De acordo com a Secretaria da Fazenda de Apucarana, 94% dos contribuintes já pagaram o Imposto Predial e Territorial Urbano (IPTU), seja em sua totalidade através da cota única ou a primeira parcela. O prazo para ambos os pagamentos terminou no último dia 20. A arrecadação da prefeitura ficou em R$ 8,653 milhões, cerca de 34,5% do total lançado em 2019.
Foram ao todo 54 mil carnês de IPTU distribuídos neste ano, totalizando um valor lançado de R$ 25 milhões. Neste ano, o IPTU de Apucarana teve reajuste de 3,97%, que representa a variação do Índice Nacional de Preços ao Consumidor (INPC) de novembro de 2017 a novembro de 2018. Do total de carnês, mais da metade foi paga à vista: 50,6%, o que equivale a mais de 27,3 mil carnês. A arrecadação total dos pagamentos em cota única somou R$ 7,628 milhões, ou 30,5% do total lançado.
O pagamento à vista deu direito a um desconto de 5% no imposto, como lembrou a secretária municipal da Fazenda, Sueli Aparecida de Freitas Pereira. “Muitos contribuintes resolveram aproveitar o desconto que, no final das contas, faz diferença. Temos percebido que boa parte dos que quitam o débito em parcela única são fieis a este tipo de pagamento. Eles já se programam para efetuar o pagamento de uma vez só, aproveitar o desconto e se verem livres do débito”, afirma.
Já aqueles que optaram por pagar parcelado representam 43,4% do total de carnês, o que equivale a mais de 23,4 mil contribuintes. Quem fez esta opção pode pagar o IPTU em até dez vezes, com parcela mínima de R$ 37,77. A arrecadação da primeira parcela destes carnês somou R$ 1,025 milhão. Já a inadimplência atingiu apenas 6% neste ano, ou um total de cerca de 3,3 mil carnês.
“O índice de pagamento de 94% é muito bom, sobretudo em relação ao ano passado. É a prova de que o apucaranense tem entendido a importância do imposto para a cidade e, além disso, mostra a confiança do contribuinte no emprego deste dinheiro”, destaca Sueli.
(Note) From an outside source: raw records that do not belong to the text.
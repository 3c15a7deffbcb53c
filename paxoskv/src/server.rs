use std::net::SocketAddr;
use std::sync::Arc;

use hyper::service::{make_service_fn, service_fn};
use hyper::{Body, Request, Response};
use prometheus::{Encoder, TextEncoder};
use tokio::task::JoinHandle;

use crate::config::{RuntimeConfig, TransportKind};
use crate::error::KvError;
use crate::metrics;
use crate::paxos::liveness::{FailureSimulator, RandomVictim};
use crate::paxos::{Cluster, NodeId, Peer};
use crate::rpc_client::{HttpPeer, RpcClient};
use crate::rpc_service;
use crate::state_kv::KvStore;

/// Hosts the whole replica set in one process, one RPC listener per node.
pub struct Server {
    config: RuntimeConfig,
    cluster: Arc<Cluster<KvStore>>,
    tasks: Vec<JoinHandle<()>>,
}

impl Server {
    pub fn builder(config: RuntimeConfig) -> Result<Self, KvError> {
        config.validate()?;
        let machines = (0..config.node_count).map(|_| KvStore::new());
        let cluster = match config.transport {
            TransportKind::Local => Cluster::local(machines, config.learn_wait())?,
            TransportKind::Http => {
                let cluster = Cluster::new(machines, config.learn_wait());
                for node in cluster.nodes() {
                    node.set_peers(Self::http_peers(&config)?)?;
                }
                cluster
            }
        };
        Ok(Server {
            config,
            cluster: Arc::new(cluster),
            tasks: Vec::new(),
        })
    }

    fn http_peers(config: &RuntimeConfig) -> Result<Vec<Arc<dyn Peer>>, KvError> {
        (0..config.node_count)
            .map(|i| {
                let rpc = RpcClient::new(
                    &config.node_addr(i),
                    &config.service_name,
                    config.rpc_timeout(),
                )?;
                Ok(Arc::new(HttpPeer::new(i as NodeId, rpc)) as Arc<dyn Peer>)
            })
            .collect()
    }

    pub fn cluster(&self) -> &Arc<Cluster<KvStore>> {
        &self.cluster
    }

    pub async fn start(&mut self) -> Result<(), KvError> {
        self.start_rpc_servers()?;
        self.start_metrics_server()?;
        self.start_failure_simulator();
        Ok(())
    }

    pub fn stop(&mut self) {
        for task in self.tasks.drain(..) {
            task.abort();
        }
        log::info!("server stop");
    }

    fn start_rpc_servers(&mut self) -> Result<(), KvError> {
        for (i, node) in self.cluster.nodes().iter().enumerate() {
            let addr: SocketAddr = self
                .config
                .node_addr(i)
                .parse()
                .map_err(|e| KvError::Config(format!("bad node address: {}", e)))?;
            let (_, task) =
                rpc_service::spawn_rpc_server(node.clone(), &addr, &self.config.service_name)?;
            self.tasks.push(task);
            log::info!(
                "Server {} is ready at port {}",
                i,
                self.config.node_port(i)
            );
        }
        Ok(())
    }

    fn start_metrics_server(&mut self) -> Result<(), KvError> {
        let addr: SocketAddr = self
            .config
            .metrics_addr
            .parse()
            .map_err(|e| KvError::Config(format!("bad metrics address: {}", e)))?;
        let make_svc = make_service_fn(move |_| {
            let registry = metrics::REGISTRY_INSTANCE.clone();
            async move {
                Ok::<_, hyper::Error>(service_fn(move |_: Request<Body>| {
                    let registry = registry.clone();
                    async move {
                        let encoder = TextEncoder::new();
                        let metric_families = registry.gather();
                        let mut buffer = Vec::new();
                        if let Err(e) = encoder.encode(&metric_families, &mut buffer) {
                            log::error!("failed to encode metrics: {}", e);
                        }
                        Ok::<_, hyper::Error>(Response::new(Body::from(buffer)))
                    }
                }))
            }
        });
        metrics::init_registry();
        let server = hyper::Server::try_bind(&addr)?.serve(make_svc);
        self.tasks.push(tokio::spawn(async move {
            if let Err(e) = server.await {
                log::error!("metrics server stopped: {}", e);
            }
        }));
        log::info!("metrics server started on {}", addr);
        Ok(())
    }

    fn start_failure_simulator(&mut self) {
        let failure = &self.config.failure;
        if !failure.enabled {
            log::info!("failure simulator disabled");
            return;
        }
        let simulator = FailureSimulator::new(
            self.cluster.clone(),
            RandomVictim::new(),
            failure.initial_delay(),
            failure.period(),
            failure.recovery(),
        );
        self.tasks.push(simulator.spawn());
        log::info!(
            "failure simulator started, first failure in {:?}, then every {:?}",
            failure.initial_delay(),
            failure.period()
        );
    }
}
Ainda de acordo com ela, a arrecadação do imposto é fundamental. “É bom lembrar que, por lei, 15% do IPTU vai para a Saúde e 25% para a Educação. No entanto, o repasse nunca fica nestes índices mínimos, já que a prefeitura sempre precisa ampliar o repasse, principalmente para a Saúde. O restante da arrecadação é aplicado em obras de manutenção e melhorias no município”, aponta.